Une équipe de recherche de l’Université de Kyoto a considérablement avancé la technologie de spectroscopie infrarouge en intégrant une source de lumière quantique, surmontant ainsi les limitations précédentes des FTIR en termes de sensibilité et de taille. Cette avancée permet la création de scanners compacts et efficaces, capables d’identifier avec précision un large éventail de matériaux, établissant ainsi une nouvelle norme pour les appareils portables hautes performances dans divers domaines, notamment la surveillance environnementale, la médecine et la sécurité. Crédit : KyotoU/Shigeki Takeuchi
L’Université de Kyoto a développé la spectroscopie infrarouge quantique avec une bande passante plus large.
Notre compréhension du monde dépend en grande partie de notre compréhension de ses matériaux constitutifs et de la manière dont ils interagissent. Les progrès récents dans la science des matériaux ont considérablement amélioré notre capacité à détecter les substances chimiques et élargi l’éventail de leurs utilisations potentielles.
Une de ces technologies est spectroscopie infrarouge, utilisé pour l’identification moléculaire dans divers domaines, tels que la médecine, la surveillance environnementale et la production industrielle. Cependant, même le meilleur outil existant — le Spectromètre infrarouge à transformée de Fourier ou FTIR — utilise un élément chauffant comme source de lumière. Le bruit du détecteur qui en résulte dans la région infrarouge limite la sensibilité des appareils, tandis que les propriétés physiques entravent la miniaturisation.
Innovation quantique en spectroscopie
Aujourd’hui, une équipe de recherche dirigée par l’Université de Kyoto a résolu ce problème en intégrant une source de lumière quantique. Leur source innovante à ultra-large bande et à intrication quantique génère une gamme relativement plus large de photons infrarouges avec des longueurs d’onde comprises entre 2 μm et 5 μm.
« Cette réalisation ouvre la voie à une réduction spectaculaire de la taille du système et à une amélioration de la sensibilité du spectromètre infrarouge », déclare Shigeki Takeuchi du Département des sciences et de l’ingénierie électroniques.
Un autre éléphant dans la pièce avec les FTIR est la charge de transporter des équipements gigantesques et gourmands en énergie vers divers endroits pour tester les matériaux sur site. Takeuchi envisage un avenir dans lequel les scanners compacts, hautes performances et alimentés par batterie de son équipe mèneront à des applications faciles à utiliser dans divers domaines tels que la surveillance environnementale, la médecine et la sécurité.
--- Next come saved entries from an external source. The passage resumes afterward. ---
//! Error types for nestql-core.
//!
//! Every failure carries a stable [`ErrorCode`], a human readable message and,
//! when known, the source location of the node that raised it.

use std::fmt;

use serde::{Deserialize, Serialize};
use thiserror::Error;

use crate::value::{IntWidth, Value, ValueType};

/// Position of a node in the query text (1-based).
#[derive(Debug, Clone, Copy, PartialEq, Eq, Hash, Serialize, Deserialize)]
pub struct SourceLocation {
    pub line: u32,
    pub column: u32,
}

impl SourceLocation {
    pub fn new(line: u32, column: u32) -> Self {
        Self { line, column }
    }
}

impl fmt::Display for SourceLocation {
    fn fmt(&self, f: &mut fmt::Formatter<'_>) -> fmt::Result {
        write!(f, "line {}, column {}", self.line, self.column)
    }
}

/// Kind-specific error payloads.
#[derive(Error, Debug, Clone, PartialEq)]
pub enum ErrorKind {
    #[error("Ambiguous binding '{name}': matches {}", joined(.matches))]
    AmbiguousBinding { name: String, matches: Vec<String> },

    #[error("{} '{name}' is not defined", variable_label(.quoted))]
    UndefinedVariable { name: String, quoted: bool },

    #[error("Division by zero")]
    DivideByZero,

    #[error("Modulo by zero")]
    ModuloByZero,

    #[error("Integer overflow: result does not fit in {width}")]
    IntegerOverflow { width: IntWidth },

    #[error("Cannot cast {from} to {to}")]
    CastFailed { from: ValueType, to: ValueType },

    #[error("LIMIT must not be negative, got {value}")]
    NegativeLimit { value: i64 },

    #[error("OFFSET must not be negative, got {value}")]
    NegativeOffset { value: i64 },

    #[error("{clause} value must be an integer, got {found}")]
    NonIntegerLimitOrOffsetValue { clause: &'static str, found: ValueType },

    #[error("No value bound for parameter {ordinal} ({bound} parameters bound)")]
    UnboundParameter { ordinal: usize, bound: usize },

    #[error("Type mismatch in {operation}: expected {expected}, got {found}")]
    TypeMismatch {
        operation: String,
        expected: String,
        found: Value,
    },

    #[error("Join kind {kind} is not supported")]
    UnsupportedJoinKind { kind: String },

    #[error("Aggregate {function} cannot be used here: {reason}")]
    AggregateMisuse {
        function: String,
        reason: &'static str,
    },

    #[error("Variable '{name}' must appear in GROUP BY or be used in an aggregate")]
    VariableNotInGroupBy { name: String },

    #[error("Integer literal {literal} does not fit in 64 bits")]
    LiteralIntegerOverflow { literal: String },

    #[error("Runtime value of type {found} does not match expected static type {expected}")]
    ReturnTypeMismatch { expected: String, found: ValueType },

    #[error("{operator} expects {expected} operands, got {found}")]
    InvalidArity {
        operator: String,
        expected: String,
        found: usize,
    },

    #[error("Unknown function: {name}")]
    UnknownFunction { name: String },

    #[error("Invalid LIKE pattern '{pattern}': {reason}")]
    InvalidLikePattern { pattern: String, reason: String },

    #[error("Evaluation interrupted")]
    Interrupted,
}

/// Stable, payload-free identifier of an [`ErrorKind`].
#[derive(Debug, Clone, Copy, PartialEq, Eq, Hash, Serialize, Deserialize)]
pub enum ErrorCode {
    AmbiguousBinding,
    UndefinedVariable,
    DivideByZero,
    ModuloByZero,
    IntegerOverflow,
    CastFailed,
    NegativeLimit,
    NegativeOffset,
    NonIntegerLimitOrOffsetValue,
    UnboundParameter,
    TypeMismatch,
    UnsupportedJoinKind,
    AggregateMisuse,
    VariableNotInGroupBy,
    LiteralIntegerOverflow,
    ReturnTypeMismatch,
    InvalidArity,
    UnknownFunction,
    InvalidLikePattern,
    Interrupted,
}

impl ErrorKind {
    pub fn code(&self) -> ErrorCode {
        match self {
            ErrorKind::AmbiguousBinding { .. } => ErrorCode::AmbiguousBinding,
            ErrorKind::UndefinedVariable { .. } => ErrorCode::UndefinedVariable,
            ErrorKind::DivideByZero => ErrorCode::DivideByZero,
            ErrorKind::ModuloByZero => ErrorCode::ModuloByZero,
            ErrorKind::IntegerOverflow { .. } => ErrorCode::IntegerOverflow,
            ErrorKind::CastFailed { .. } => ErrorCode::CastFailed,
            ErrorKind::NegativeLimit { .. } => ErrorCode::NegativeLimit,
            ErrorKind::NegativeOffset { .. } => ErrorCode::NegativeOffset,
            ErrorKind::NonIntegerLimitOrOffsetValue { .. } => {
                ErrorCode::NonIntegerLimitOrOffsetValue
            }
            ErrorKind::UnboundParameter { .. } => ErrorCode::UnboundParameter,
            ErrorKind::TypeMismatch { .. } => ErrorCode::TypeMismatch,
            ErrorKind::UnsupportedJoinKind { .. } => ErrorCode::UnsupportedJoinKind,
            ErrorKind::AggregateMisuse { .. } => ErrorCode::AggregateMisuse,
            ErrorKind::VariableNotInGroupBy { .. } => ErrorCode::VariableNotInGroupBy,
            ErrorKind::LiteralIntegerOverflow { .. } => ErrorCode::LiteralIntegerOverflow,
            ErrorKind::ReturnTypeMismatch { .. } => ErrorCode::ReturnTypeMismatch,
            ErrorKind::InvalidArity { .. } => ErrorCode::InvalidArity,
            ErrorKind::UnknownFunction { .. } => ErrorCode::UnknownFunction,
            ErrorKind::InvalidLikePattern { .. } => ErrorCode::InvalidLikePattern,
            ErrorKind::Interrupted => ErrorCode::Interrupted,
        }
    }

    /// Data-dependent conditions. The permissive typing mode turns these into MISSING;
    /// everything else is a definite fault and always raised.
    pub fn is_data_condition(&self) -> bool {
        matches!(
            self,
            ErrorKind::TypeMismatch { .. }
                | ErrorKind::CastFailed { .. }
                | ErrorKind::IntegerOverflow { .. }
                | ErrorKind::UndefinedVariable { .. }
                | ErrorKind::InvalidLikePattern { .. }
        )
    }
}

fn joined(names: &[String]) -> String {
    names.join(", ")
}

fn variable_label(quoted: &bool) -> &'static str {
    if *quoted {
        "Quoted variable"
    } else {
        "Variable"
    }
}

fn located(location: &Option<SourceLocation>) -> String {
    match location {
        Some(loc) => format!(" (at {})", loc),
        None => String::new(),
    }
}

/// Evaluation or compilation error.
#[derive(Error, Debug, Clone, PartialEq)]
#[error("{kind}{}", located(.location))]
pub struct EvalError {
    kind: ErrorKind,
    location: Option<SourceLocation>,
}

impl EvalError {
    pub fn new(kind: ErrorKind) -> Self {
        Self {
            kind,
            location: None,
        }
    }

    /// Attach a location unless one is already recorded; the innermost node wins.
    pub fn at(mut self, location: Option<SourceLocation>) -> Self {
        if self.location.is_none() {
            self.location = location;
        }
        self
    }

    pub fn kind(&self) -> &ErrorKind {
        &self.kind
    }

    pub fn code(&self) -> ErrorCode {
        self.kind.code()
    }

    pub fn location(&self) -> Option<SourceLocation> {
        self.location
    }

    pub fn is_data_condition(&self) -> bool {
        self.kind.is_data_condition()
    }

    pub fn is_interrupted(&self) -> bool {
        matches!(self.kind, ErrorKind::Interrupted)
    }

    pub fn interrupted() -> Self {
        Self::new(ErrorKind::Interrupted)
    }

    pub fn type_mismatch(
        operation: impl Into<String>,
        expected: impl Into<String>,
        found: &Value,
    ) -> Self {
        Self::new(ErrorKind::TypeMismatch {
            operation: operation.into(),
            expected: expected.into(),
            found: found.clone(),
        })
    }
}

impl From<ErrorKind> for EvalError {
    fn from(kind: ErrorKind) -> Self {
        Self::new(kind)
    }
}

/// Result type for nestql operations
pub type EvalResult<T> = Result<T, EvalError>;

impl serde::Serialize for EvalError {
    fn serialize<S>(&self, serializer: S) -> Result<S::Ok, S::Error>
    where
        S: serde::Serializer,
    {
        serializer.collect_str(self)
    }
}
« Nous pouvons obtenir des spectres pour divers échantillons cibles, notamment des solides durs, des plastiques et des solutions organiques. Shimadzu Corporation – notre partenaire qui a développé le dispositif de lumière quantique – a reconnu que les spectres de mesure à large bande étaient très convaincants pour distinguer les substances d’une large gamme d’échantillons », ajoute Takeuchi.
Mécanique quantique et applications à large bande
Bien que la lumière quantique intriquée ne soit pas nouvelle, la bande passante a jusqu’à présent été limitée à une plage étroite de 1 μm ou moins dans la région infrarouge. Cette nouvelle technique, quant à elle, utilise les propriétés uniques de la mécanique quantique, telles que la superposition et l’intrication, pour surmonter les limites des techniques conventionnelles.
L’équipe a développé indépendamment dispositif de quasi-adaptation de phase gazouillé génère une lumière intriquée quantique en exploitant chant — changer progressivement la valeur d’un élément période d’inversion de polarisation — pour générer du quantum photon paires sur une large bande passante.
« L’amélioration de la sensibilité de la spectroscopie infrarouge quantique et le développement de l’imagerie quantique dans la région infrarouge font partie de notre quête visant à développer des technologies quantiques réelles », remarque Takeuchi.
L’étude a été financée par le ministère de l’Éducation, de la Culture, des Sports, des Sciences et de la Technologie MEXT Q-LEAP, Core Research for Evolutional Science and Technology, le Cabinet Office, le gouvernement du Japon, le programme d’expansion stratégique des investissements publics/privés en R&D. , la Recherche Précurseuse pour la Science et la Technologie Embryonniques et la Société Japonaise pour la Promotion de la Science.